Several years later, however, his job took him back to the Birmingham hospital where he had his transplant surgery, and he met the man who received the heart of the 12-year-old boy.

Cope, who competed in tennis and swimming events, said life expectancy after a double-lung transplant is five years; thus far, he’s beaten the odds. He has had a few setbacks since his transplant, but no major complications.

Active all of his life, Cope said the transplant gave him new life.

“I fell in love and got married after my transplant, I’ve gone to college, I’m working in a hospital doing computer networking,” he said.

Unfortunately, his wife, who had a lung transplant in August 2001, died in December 2001 from pneumonia.

Hrivnak was a freshman at The Ohio State University in 1972 when she was diagnosed with end-stage liver disease due to autoimmune disease.

“They told my parents I would not live a year,” she said. “In 1986, they put me in a wheelchair and on oxygen, and said I’d spend the rest of my life flat on my back and that I was too ill for a transplant.”

In October 1993, Hrivnak said, a 30-year-old woman died in an auto accident, leaving a husband and two children; she received the woman’s liver. Hrivnak said she has been in touch with the daughter.

“She told me that on the way to the hospital, her dad asked if they should donate her mom’s organs,” said Hrivnak. “She said, ‘Yes.’”

Now, she exercises at her local YMCA in Chesterland, and speaks to groups about organ donation.

“It’s really important to make people aware,” she said.

Hrivnak was a silver medalist in the triathlon in the 2008 U.S. Transplant Games held in Pittsburgh, Pa. She was planning to compete in the race walk during the Buckeye Games.

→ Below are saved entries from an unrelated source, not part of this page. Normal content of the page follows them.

//! Resolved target tables

use baton_protocol::{BattleFormat, FieldPosition, TargetCategory, TargetMask};
use bitflags::bitflags;

bitflags! {
    /// Connecting lines to draw from a position to the others its selection hits
    #[derive(Clone, Copy, Debug, PartialEq, Eq, Hash, Default)]
    pub struct AdjacencyLinks: u8 {
        /// To the neighbouring active position on the left, same side
        const LEFT   = 1 << 0;
        /// To the neighbouring active position on the right, same side
        const RIGHT  = 1 << 1;
        /// To the facing position on the other side
        const ACROSS = 1 << 2;
    }
}

/// One row of a [`TargetTable`]
#[derive(Debug, Clone, Copy, PartialEq, Eq)]
pub struct PositionEntry {
    pub position: FieldPosition,
    pub enabled: bool,
    pub default_selected: bool,
    /// Positions the move applies to if this one is selected (empty when disabled)
    pub mask: TargetMask,
    pub links: AdjacencyLinks,
}

impl PositionEntry {
    pub(crate) fn disabled(position: FieldPosition) -> Self {
        Self {
            position,
            enabled: false,
            default_selected: false,
            mask: TargetMask::empty(),
            links: AdjacencyLinks::empty(),
        }
    }
}

/// The selection a target picker should start on
#[derive(Debug, Clone, Copy, PartialEq, Eq)]
pub enum TargetSelection {
    Position(FieldPosition),
    /// Nothing is selectable; only backing out of the move is possible
    Back,
}

/// Format-resolved target choices for one move of one user
#[derive(Debug, Clone, PartialEq, Eq)]
pub struct TargetTable {
    pub format: BattleFormat,
    pub user: FieldPosition,
    pub category: TargetCategory,
    pub(crate) entries: [PositionEntry; 6],
    pub(crate) default: TargetSelection,
}

impl TargetTable {
    /// All six rows, in [`FieldPosition::ALL`] order
    pub fn entries(&self) -> &[PositionEntry; 6] {
        &self.entries
    }

    pub fn entry(&self, position: FieldPosition) -> &PositionEntry {
        &self.entries[position.index()]
    }

    pub fn is_enabled(&self, position: FieldPosition) -> bool {
        self.entry(position).enabled
    }

    /// Positions that can be selected
    pub fn enabled_positions(&self) -> impl Iterator<Item = FieldPosition> + '_ {
        self.entries.iter().filter(|e| e.enabled).map(|e| e.position)
    }

    pub fn enabled_mask(&self) -> TargetMask {
        self.enabled_positions().collect()
    }

    /// Nothing selectable: the move cannot be used as things stand
    pub fn is_empty(&self) -> bool {
        !self.entries.iter().any(|e| e.enabled)
    }

    pub fn default_selection(&self) -> TargetSelection {
        self.default
    }

    /// Mask produced by selecting `position`, if it is enabled
    pub fn mask_for(&self, position: FieldPosition) -> Option<TargetMask> {
        let entry = self.entry(position);
        entry.enabled.then_some(entry.mask)
    }

    /// Mask produced by the default selection
    pub fn default_mask(&self) -> Option<TargetMask> {
        match self.default {
            TargetSelection::Position(position) => self.mask_for(position),
            TargetSelection::Back => None,
        }
    }

    /// Whether `mask` is what selecting some enabled position would produce
    pub fn offers(&self, mask: TargetMask) -> bool {
        self.entries.iter().any(|e| e.enabled && e.mask == mask)
    }
}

Carson describes himself as a May Day baby, having received a double-kidney transplant on May 1, 2003. His, too, was a cadaver donor.

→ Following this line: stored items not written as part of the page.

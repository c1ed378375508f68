//! Presentation-side battle logic: targeting, decision builders and field tracking.
//!
//! Nothing in this crate spawns threads or talks to the simulation. It sits
//! between `baton-protocol` (the simulation interface) and `baton-client`
//! (the orchestration that moves events and submissions between threads):
//!
//! ```text
//! baton-protocol (events, requests, decisions)
//!        │
//!        ▼
//! baton-battle (targeting + builders + tracking) ← THIS CRATE
//!        │
//!        ▼
//! baton-client (channel, bridge, dispatcher, session)
//! ```
//!
//! # Main Types
//!
//! - [`resolve`] / [`TargetTable`] - legal targets of a move for a battle format
//! - [`TurnActionBuilder`] - one decision per active combatant, with undo
//! - [`SwitchInBuilder`] - replacements for fainted combatants
//! - [`TrackedField`] - per-position visibility, updated from events
//!
//! # Example Usage
//!
//! ```ignore
//! use baton_battle::{TurnActionBuilder, TurnProgress};
//! use baton_protocol::{Decision, MoveRef};
//!
//! let mut builder = TurnActionBuilder::new(format, request);
//!
//! let table = builder.target_table(0)?;
//! if let Some(targets) = table.default_mask() {
//!     let progress = builder.push(Decision::Move {
//!         choice: MoveRef::Slot(0),
//!         targets,
//!     })?;
//!     if progress == TurnProgress::Complete {
//!         let submission = builder.finish()?.into_submission();
//!     }
//! }
//! ```

pub mod builder;
pub mod geometry;
pub mod targeting;
pub mod tracking;
pub mod types;

pub use builder::{
    ActionOptions, Availability, BuilderError, DisabledReason, ItemChoice, MoveChoice,
    StandbySet, SwitchChoice, SwitchInBuilder, TrainerDecisionSet, TrainerSwitchSet,
    TurnActionBuilder, TurnProgress,
};
pub use targeting::{AdjacencyLinks, PositionEntry, TargetSelection, TargetTable, resolve};
pub use tracking::TrackedField;
pub use types::{CombatantState, PositionSlot, TempLock};

// Re-export commonly used protocol types
pub use baton_protocol::{BattleFormat, FieldPosition, TargetCategory, TargetMask};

“I’ve had no complications at all, no problems,” he said. “Other parts of my body are failing, but my kidneys are going strong.”

Carson trained for the 2004 U.S. Games held in Minneapolis, Minn., and came away with a gold medal in the butterfly. He made Team USA in 2005, and competed in the international games held in Australia. He won six gold medals in swimming and three bronze in cycling. Now he is helping other transplant recipients have a chance to compete in the games through his foundation.

“It’s the Transplant Athletic Foundation Inc.,” he said. “It’s something I set up for transplant recipients to attend events like this.

“We’re a family, a transplant family,” he continued. “All of the people here are on the same medicines, have the same story.”

The games, he said, gives them a chance to talk about their experiences, to know they’re not the only one facing the challenges of living life after a transplant. And it doesn’t matter how they fare in the competition.

“You come in last, you celebrate,” he said. “You’re alive.”

Carson said the philosophy behind organ donation is simple, and is reflected in the saying, “To the world you may be just one person, but to one person you may be the world.”

“It’s all about donating organs,” he said. “Donate life.

“Somebody was compassionate enough to put on their driver’s license to donate organs. My two girls would not have had a father without my transplant.”

Mount Vernon Mayor Richard Mavis opened Saturday’s activities by reading a proclamation from the City of Mount Vernon. Mavis is familiar with organ donation, having donated a kidney 22 years ago to his daughter.

“It was good for 19 years,” he said. “Three years ago her kidney failed, and a co-worker donated a kidney to her.”

The co-worker was an even better match for his daughter than he was, said Mavis, adding that he and his wife have a real connection with transplant recipients.